The cover of Jacinda Ardern's memoir, with yellow writing and a black and white portrait

BooksJune 4, 2025

A Jacinda Ardern biographer reviews Jacinda Ardern’s memoir

The cover of Jacinda Ardern's memoir, with yellow writing and a black and white portrait

Having written a whole book on her life, Madeleine Chapman reviews Jacinda Ardern’s version of events.

This book was always going to have one unsolvable tension: Jacinda Ardern as politician vs Jacinda Ardern as global celebrity. I figured A Different Kind of Power would either veer political and therefore be cloaked in Ardern’s usual restraint as a prime minister or it would veer celebrity and reveal the full emotion and drama behind the politician while conveniently brushing over policy and legacy.

Somehow it did neither.

An early and necessary disclaimer: I have written and had published a book about Jacinda Ardern’s life and career. The names are similar (A New Kind of Leader vs A Different Kind of Power), the covers share the same design template and the blurbs offer the same promise: an insight into the “real” Jacinda Ardern and what it means to be an empathetic leader. Both books were written and published with an international audience in mind, one in 2020 and the other just yesterday.

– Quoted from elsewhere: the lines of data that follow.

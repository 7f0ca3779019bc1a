use serde::Deserialize;
use std::fmt;
use std::str::FromStr;
use std::time::Duration;

/// Main configuration structure for linkcrawl
#[derive(Debug, Clone, Default, Deserialize)]
#[serde(default)]
pub struct Config {
    pub crawler: CrawlerConfig,
    #[serde(rename = "user-agent")]
    pub user_agent: UserAgentConfig,
}

/// How the monitor decides that a crawl is finished
#[derive(Debug, Clone, Copy, PartialEq, Eq, Default, Deserialize)]
#[serde(rename_all = "lowercase")]
pub enum CompletionMode {
    /// Finish when the outstanding-work count drops to zero
    #[default]
    Exact,
    /// Finish after several consecutive polls observe no growth
    Stability,
}

impl fmt::Display for CompletionMode {
    fn fmt(&self, f: &mut fmt::Formatter<'_>) -> fmt::Result {
        match self {
            Self::Exact => write!(f, "exact"),
            Self::Stability => write!(f, "stability"),
        }
    }
}

impl FromStr for CompletionMode {
    type Err = String;

    fn from_str(s: &str) -> Result<Self, Self::Err> {
        match s.to_ascii_lowercase().as_str() {
            "exact" => Ok(Self::Exact),
            "stability" => Ok(Self::Stability),
            other => Err(format!(
                "unknown completion mode '{}' (expected 'exact' or 'stability')",
                other
            )),
        }
    }
}

/// Crawler behavior configuration
#[derive(Debug, Clone, Deserialize)]
#[serde(default)]
pub struct CrawlerConfig {
    /// Number of fetch workers performing HTTP requests
    #[serde(rename = "fetch-workers")]
    pub fetch_workers: usize,

    /// Number of crawl workers pairing fetches with page processing
    #[serde(rename = "crawl-workers")]
    pub crawl_workers: usize,

    /// Retries after the first failed attempt (attempts = retries + 1)
    pub retries: u32,

    /// Deadline for a single fetch attempt (milliseconds)
    #[serde(rename = "timeout-ms")]
    pub timeout_ms: u64,

    /// Fixed delay between fetch attempts (milliseconds)
    #[serde(rename = "retry-backoff-ms")]
    pub retry_backoff_ms: u64,

    /// Interval between completion checks (milliseconds)
    #[serde(rename = "poll-interval-ms")]
    pub poll_interval_ms: u64,

    /// Consecutive stable observations required in stability mode
    #[serde(rename = "stability-threshold")]
    pub stability_threshold: u32,

    /// Extra pause after a stable observation (milliseconds)
    #[serde(rename = "grace-period-ms")]
    pub grace_period_ms: u64,

    /// Completion detection strategy
    pub completion: CompletionMode,

    /// Capacity of the queue feeding the dedup stage
    #[serde(rename = "work-queue-capacity")]
    pub work_queue_capacity: usize,

    /// Capacity of the queue feeding crawl workers
    #[serde(rename = "unseen-queue-capacity")]
    pub unseen_queue_capacity: usize,

    /// Capacity of the output record channel
    #[serde(rename = "output-buffer")]
    pub output_buffer: usize,
}

impl Default for CrawlerConfig {
    fn default() -> Self {
        Self {
            fetch_workers: 5,
            crawl_workers: 20,
            retries: 3,
            timeout_ms: 5_000,
            retry_backoff_ms: 1_000,
            poll_interval_ms: 1_000,
            stability_threshold: 3,
            grace_period_ms: 3_000,
            completion: CompletionMode::Exact,
            work_queue_capacity: 64,
            unseen_queue_capacity: 64,
            output_buffer: 256,
        }
    }
}

impl CrawlerConfig {
    pub fn timeout(&self) -> Duration {
        Duration::from_millis(self.timeout_ms)
    }

    pub fn retry_backoff(&self) -> Duration {
        Duration::from_millis(self.retry_backoff_ms)
    }

    pub fn poll_interval(&self) -> Duration {
        Duration::from_millis(self.poll_interval_ms)
    }

    pub fn grace_period(&self) -> Duration {
        Duration::from_millis(self.grace_period_ms)
    }
}

/// User agent identification configuration
#[derive(Debug, Clone, Deserialize)]
#[serde(default)]
pub struct UserAgentConfig {
    /// Name of the crawler
    #[serde(rename = "crawler-name")]
    pub crawler_name: String,

    /// Version of the crawler
    #[serde(rename = "crawler-version")]
    pub crawler_version: String,

    /// URL with information about the crawler
    #[serde(rename = "contact-url")]
    pub contact_url: String,

    /// Email address for crawler-related contact
    #[serde(rename = "contact-email")]
    pub contact_email: String,
}

impl Default for UserAgentConfig {
    fn default() -> Self {
        Self {
            crawler_name: "linkcrawl".to_string(),
            crawler_version: env!("CARGO_PKG_VERSION").to_string(),
            contact_url: "https://github.com/linkcrawl/linkcrawl".to_string(),
            contact_email: "crawler@linkcrawl.dev".to_string(),
        }
    }
}

impl UserAgentConfig {
    /// Formats the user agent header value
    ///
    /// Format: `CrawlerName/Version (+ContactURL; ContactEmail)`
    pub fn header_value(&self) -> String {
        format!(
            "{}/{} (+{}; {})",
            self.crawler_name, self.crawler_version, self.contact_url, self.contact_email
        )
    }
}
//! Integration tests for the crawler
//!
//! These tests use wiremock to create mock HTTP servers and test
//! fetching, page processing and the full crawl cycle end-to-end.

use linkcrawl::config::{CompletionMode, Config, CrawlerConfig, UserAgentConfig};
use linkcrawl::crawler::{build_http_client, FetchResult, Fetcher, PageProcessor};
use linkcrawl::output::{spawn_writer, CrawlStatistics, OutputRecord, OutputSink, RecordWriter};
use linkcrawl::{CompletionReason, CrawlError, CrawlReport, Frontier, SeedDomain};
use std::time::Duration;
use tokio::sync::mpsc;
use tokio_util::sync::CancellationToken;
use wiremock::matchers::{method, path};
use wiremock::{Mock, MockServer, ResponseTemplate};

const SEVEN_LINKS: &str = r#"
<html>
<body>
<p><a href="/">Link1</a></p>
<p><a href="/home">Link2</a></p>
<p><a href="/about">Link3</a></p>
<p><a href="/blog">Link4</a></p>
<p><a href="/contact">Link5</a></p>
<p><a href="/privacy">Link6</a></p>
<p><a href="/cookies">Link7</a></p>
</body>
</html>"#;

/// Creates a test configuration with short timings
fn create_test_config(completion: CompletionMode) -> Config {
    Config {
        crawler: CrawlerConfig {
            fetch_workers: 3,
            crawl_workers: 4,
            retries: 2,
            timeout_ms: 2000,
            retry_backoff_ms: 10,
            poll_interval_ms: 20,
            stability_threshold: 3,
            grace_period_ms: 20,
            completion,
            ..CrawlerConfig::default()
        },
        user_agent: UserAgentConfig {
            crawler_name: "TestBot".to_string(),
            crawler_version: "1.0.0".to_string(),
            contact_url: "https://example.com/contact".to_string(),
            contact_email: "test@example.com".to_string(),
        },
    }
}

fn html(body: &str) -> ResponseTemplate {
    ResponseTemplate::new(200).set_body_raw(body.as_bytes().to_vec(), "text/html")
}

fn drain(records: &mut mpsc::Receiver<OutputRecord>) -> Vec<OutputRecord> {
    let mut out = Vec::new();
    while let Ok(record) = records.try_recv() {
        out.push(record);
    }
    out
}

/// Runs a full crawl and returns the report plus every record written
async fn run_crawl(
    config: &Config,
    seed: &str,
) -> (CrawlReport, Vec<String>, CrawlStatistics) {
    let cancel = CancellationToken::new();
    let (sink, records) = OutputSink::channel(config.crawler.output_buffer, cancel.clone());
    let writer = spawn_writer(records, RecordWriter::new(Vec::new()));

    let seed = SeedDomain::parse(seed).expect("Failed to parse seed");
    let frontier = Frontier::new(config, seed, sink, cancel).expect("Failed to build frontier");

    let report = tokio::time::timeout(Duration::from_secs(20), frontier.run())
        .await
        .expect("Crawl did not finish")
        .expect("Crawl failed");

    let (writer, stats) = writer
        .await
        .expect("Writer task panicked")
        .expect("Writer failed");
    let text = String::from_utf8(writer.into_inner()).expect("Output is not UTF-8");
    let lines = text.lines().map(str::to_string).collect();

    (report, lines, stats)
}

#[tokio::test]
async fn test_seven_link_page_is_processed() {
    let mock_server = MockServer::start().await;
    Mock::given(method("GET"))
        .and(path("/"))
        .respond_with(html(SEVEN_LINKS))
        .mount(&mock_server)
        .await;

    let seed = SeedDomain::parse(&mock_server.uri()).expect("Failed to parse seed");
    let (output, mut records) = OutputSink::channel(32, CancellationToken::new());
    let processor = PageProcessor::new(seed.clone(), output);

    let response = reqwest::get(seed.url().as_str())
        .await
        .expect("Request failed");
    let result = FetchResult::from_response(seed.url().clone(), response);
    assert_eq!(result.status_code, 200);

    let batch = processor.process(result).await.expect("Processing failed");
    assert_eq!(batch.len(), 7);
    assert_eq!(batch[0], *seed.url());
    assert_eq!(batch[1].as_str(), format!("{}/home", mock_server.uri()));

    let records = drain(&mut records);
    assert_eq!(records.len(), 7);
    assert!(records.iter().all(|r| !r.is_error()));
    assert_eq!(
        records[6],
        OutputRecord::data(200, seed.url().as_str(), "/cookies")
    );
}

#[tokio::test]
async fn test_json_page_is_rejected() {
    let mock_server = MockServer::start().await;
    Mock::given(method("GET"))
        .and(path("/"))
        .respond_with(
            ResponseTemplate::new(200).set_body_raw(br#"{"links": ["/a"]}"#.to_vec(), "application/json"),
        )
        .mount(&mock_server)
        .await;

    let seed = SeedDomain::parse(&mock_server.uri()).expect("Failed to parse seed");
    let (output, _records) = OutputSink::channel(8, CancellationToken::new());
    let processor = PageProcessor::new(seed.clone(), output);

    let response = reqwest::get(seed.url().as_str())
        .await
        .expect("Request failed");
    let result = FetchResult::from_response(seed.url().clone(), response);

    let err = processor.process(result).await.unwrap_err();
    assert!(matches!(err, CrawlError::ContentType { status: 200, .. }));
    assert_eq!(
        err.to_string(),
        format!(
            "200,{},Invalid Content Type: application/json",
            seed.url()
        )
    );
}

#[tokio::test]
async fn test_crawl_of_json_seed_yields_one_error() {
    let mock_server = MockServer::start().await;
    Mock::given(method("GET"))
        .and(path("/"))
        .respond_with(
            ResponseTemplate::new(200).set_body_raw(b"{}".to_vec(), "application/json"),
        )
        .expect(1)
        .mount(&mock_server)
        .await;

    let config = create_test_config(CompletionMode::Exact);
    let (report, lines, stats) = run_crawl(&config, &mock_server.uri()).await;

    assert_eq!(report.completion, CompletionReason::Quiescent);
    assert_eq!(report.discovered, 1);
    assert_eq!(report.fetched, 1);
    assert_eq!(stats.error_records, 1);
    assert_eq!(stats.data_records, 0);
    assert_eq!(lines.len(), 1);
    assert!(lines[0].starts_with("error,200,"));
    assert!(lines[0].ends_with("Invalid Content Type: application/json"));
}

#[tokio::test]
async fn test_always_timing_out_target_exhausts_retries() {
    let mock_server = MockServer::start().await;
    Mock::given(method("GET"))
        .and(path("/slow"))
        .respond_with(html("<a href=\"/never\">x</a>").set_delay(Duration::from_secs(5)))
        .mount(&mock_server)
        .await;

    let retries = 2;
    let config = CrawlerConfig {
        fetch_workers: 1,
        retries,
        timeout_ms: 100,
        retry_backoff_ms: 10,
        ..CrawlerConfig::default()
    };

    let cancel = CancellationToken::new();
    let (output, mut records) = OutputSink::channel(16, cancel.clone());
    let client = build_http_client(&UserAgentConfig::default(), Duration::from_secs(10))
        .expect("Failed to build client");
    let (fetcher, _handles) = Fetcher::spawn(client, &config, output, cancel.clone());

    let seed = SeedDomain::parse(&format!("{}/slow", mock_server.uri())).expect("seed");
    let pending = fetcher
        .submit(seed.url().clone())
        .await
        .expect("Fetch was not queued");

    let outcome = pending.wait().await;
    assert!(matches!(
        outcome,
        Err(CrawlError::RetriesExhausted { attempts: 3, .. })
    ));

    let records = drain(&mut records);
    assert_eq!(records.len(), (retries + 1) as usize);
    for (attempt, record) in records.iter().enumerate() {
        assert_eq!(
            record.to_string(),
            format!(
                "error,Timed out fetching {} after {} retries",
                seed.url(),
                attempt
            )
        );
    }

    cancel.cancel();
}

#[tokio::test]
async fn test_crawl_of_unresponsive_seed_finishes() {
    let mock_server = MockServer::start().await;
    Mock::given(method("GET"))
        .and(path("/"))
        .respond_with(html("<a href=\"/a\">a</a>").set_delay(Duration::from_secs(5)))
        .mount(&mock_server)
        .await;

    let mut config = create_test_config(CompletionMode::Exact);
    config.crawler.timeout_ms = 100;

    let (report, lines, stats) = run_crawl(&config, &mock_server.uri()).await;

    assert_eq!(report.completion, CompletionReason::Quiescent);
    assert_eq!(report.discovered, 1);
    assert_eq!(stats.data_records, 0);
    assert_eq!(stats.error_records, (config.crawler.retries + 1) as u64);
    assert!(lines.iter().all(|l| l.starts_with("error,Timed out fetching")));
}

#[tokio::test]
async fn test_full_crawl_fetches_each_url_once() {
    let mock_server = MockServer::start().await;
    let base = mock_server.uri();

    let pages = [
        (
            "/",
            r##"<a href="/a">A</a><a href="/b/">B</a><a href="#top">Top</a>
               <a href="https://example.org/elsewhere">Elsewhere</a>
               <a href="mailto:owner@example.org">Mail</a>"##,
        ),
        ("/a", r#"<a href="/">Home</a><a href="/c">C</a><a href="/a">Self</a>"#),
        ("/b", r#"<a href="/c">C</a><a href="//b">Also B</a>"#),
        ("/c", r#"<a href="/">Home</a><a href="/b">B</a>"#),
    ];
    for (page, body) in pages {
        Mock::given(method("GET"))
            .and(path(page))
            .respond_with(html(body))
            .expect(1)
            .mount(&mock_server)
            .await;
    }

    let config = create_test_config(CompletionMode::Exact);
    let (report, lines, stats) = run_crawl(&config, &base).await;

    assert_eq!(report.completion, CompletionReason::Quiescent);
    assert_eq!(report.discovered, 4);
    assert_eq!(report.fetched, 4);

    // 5 + 3 + 2 + 2 distinct raw links across the four pages
    assert_eq!(stats.data_records, 12);
    assert_eq!(stats.error_records, 0);
    assert_eq!(stats.source_pages.len(), 4);
    assert!(lines.contains(&format!("data,200,{},https://example.org/elsewhere", base)));
    assert!(lines.contains(&format!("data,200,{}/b,/c", base)));

    // Dropping the server verifies every page was requested exactly once
}

#[tokio::test]
async fn test_stability_mode_crawl_completes() {
    let mock_server = MockServer::start().await;
    let base = mock_server.uri();

    Mock::given(method("GET"))
        .and(path("/"))
        .respond_with(html(SEVEN_LINKS))
        .expect(1)
        .mount(&mock_server)
        .await;
    for page in ["/home", "/about", "/blog", "/contact", "/privacy", "/cookies"] {
        Mock::given(method("GET"))
            .and(path(page))
            .respond_with(html(r#"<a href="/">Home</a>"#))
            .expect(1)
            .mount(&mock_server)
            .await;
    }

    let config = create_test_config(CompletionMode::Stability);
    let (report, _lines, stats) = run_crawl(&config, &base).await;

    assert_eq!(report.completion, CompletionReason::Stable);
    assert_eq!(report.discovered, 7);
    assert_eq!(report.fetched, 7);
    assert_eq!(stats.data_records, 7 + 6);
}

#[tokio::test]
async fn test_other_hosts_are_never_fetched() {
    let mock_server = MockServer::start().await;
    let port = url::Url::parse(&mock_server.uri())
        .expect("Failed to parse base URL")
        .port()
        .expect("Mock server has no port");

    // localhost resolves to the same server but is a different hostname
    let seed_page = format!(
        r#"<a href="http://localhost:{port}/other">Other host</a><a href="/in">In</a>"#
    );
    Mock::given(method("GET"))
        .and(path("/"))
        .respond_with(html(&seed_page))
        .expect(1)
        .mount(&mock_server)
        .await;
    Mock::given(method("GET"))
        .and(path("/in"))
        .respond_with(html("no links here"))
        .expect(1)
        .mount(&mock_server)
        .await;
    Mock::given(method("GET"))
        .and(path("/other"))
        .respond_with(html("unreachable"))
        .expect(0)
        .mount(&mock_server)
        .await;

    let config = create_test_config(CompletionMode::Exact);
    let (report, _lines, stats) = run_crawl(&config, &mock_server.uri()).await;

    assert_eq!(report.discovered, 2);
    assert_eq!(stats.data_records, 2);
}

#[tokio::test]
async fn test_error_status_pages_are_still_parsed() {
    let mock_server = MockServer::start().await;
    let base = mock_server.uri();

    Mock::given(method("GET"))
        .and(path("/"))
        .respond_with(html(r#"<a href="/gone">Gone</a>"#))
        .mount(&mock_server)
        .await;
    Mock::given(method("GET"))
        .and(path("/gone"))
        .respond_with(
            ResponseTemplate::new(404)
                .set_body_raw(br#"<a href="/">Back home</a>"#.to_vec(), "text/html"),
        )
        .mount(&mock_server)
        .await;

    let config = create_test_config(CompletionMode::Exact);
    let (report, lines, _stats) = run_crawl(&config, &base).await;

    assert_eq!(report.fetched, 2);
    assert!(lines.contains(&format!("data,404,{}/gone,/", base)));
}

#[tokio::test]
async fn test_external_cancellation_stops_crawl() {
    let mock_server = MockServer::start().await;
    Mock::given(method("GET"))
        .respond_with(html(r#"<a href="/">Home</a>"#).set_delay(Duration::from_secs(10)))
        .mount(&mock_server)
        .await;

    let config = create_test_config(CompletionMode::Exact);
    let cancel = CancellationToken::new();
    let (sink, records) = OutputSink::channel(16, cancel.clone());
    let writer = spawn_writer(records, RecordWriter::new(Vec::new()));

    let seed = SeedDomain::parse(&mock_server.uri()).expect("Failed to parse seed");
    let frontier = Frontier::new(&config, seed, sink, cancel.clone()).expect("frontier");

    let stopper = tokio::spawn(async move {
        tokio::time::sleep(Duration::from_millis(100)).await;
        cancel.cancel();
    });

    let report = tokio::time::timeout(Duration::from_secs(5), frontier.run())
        .await
        .expect("Crawl did not stop")
        .expect("Crawl failed");
    stopper.await.expect("stopper");

    assert_eq!(report.completion, CompletionReason::Cancelled);
    assert_eq!(report.discovered, 1);

    let (_, stats) = writer.await.expect("writer").expect("writer");
    assert_eq!(stats.data_records, 0);
}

The difference in our books is that Ardern had no involvement in mine – I couldn’t even convince her to confirm whether or not she drank Fanta as a child, such was her refusal to participate (though interestingly it is raised in her memoir and still not confirmed). Instead I did what all assigned biographers do: I collected all publicly-available material, spoke to the few acquaintances willing to share stories, and cobbled them together for an international audience.

All this to say that I was particularly excited to read A Different Kind of Power to find out all the moments I horribly misrepresented as someone who had no access to Ardern’s mind while writing her life story. I wanted to learn the internal monologue behind the speeches I was only able to transcribe; the political arguments behind decisions I could only explain after the fact; and the emotions behind the dramatic moments I did my best to describe as if I was there.

Much to my disappointment, there was a surprising amount of overlap. 

two book covers showing Jacinda Ardern on the front, one a biography and the other her recent memoir
You vs the memoir she told you not to worry about

Ardern’s memoir spends a long time (at least a third of the book) on her life before she’s even become a politician, and it works to, at times clunkily, foreshadow her later career decisions. There are detailed accounts of growing up very young in Murupara, with some cloying observations of poverty and hardship that allegedly turned her political at the age of six. But just as quickly the tone is saved by a genuinely compelling and evocative chapter on her mum Laurell and her nervous breakdown.

Throughout the book but particularly during her early chapters, Ardern lays out the key people in her life with a refreshing care and attention. As should be expected in one’s own memoir, each character ultimately serves to help explain why Ardern is the way she is now. Her mother’s struggles as a young parent reveal the complexities of motherhood and the importance of a village. Her aunt Marie is a window to a caring world not dictated by religion. And her best friend’s brother Theo’s tragic death by suicide as a teenager serves as a catalyst for both Ardern as a future politician and questioner of her own religion.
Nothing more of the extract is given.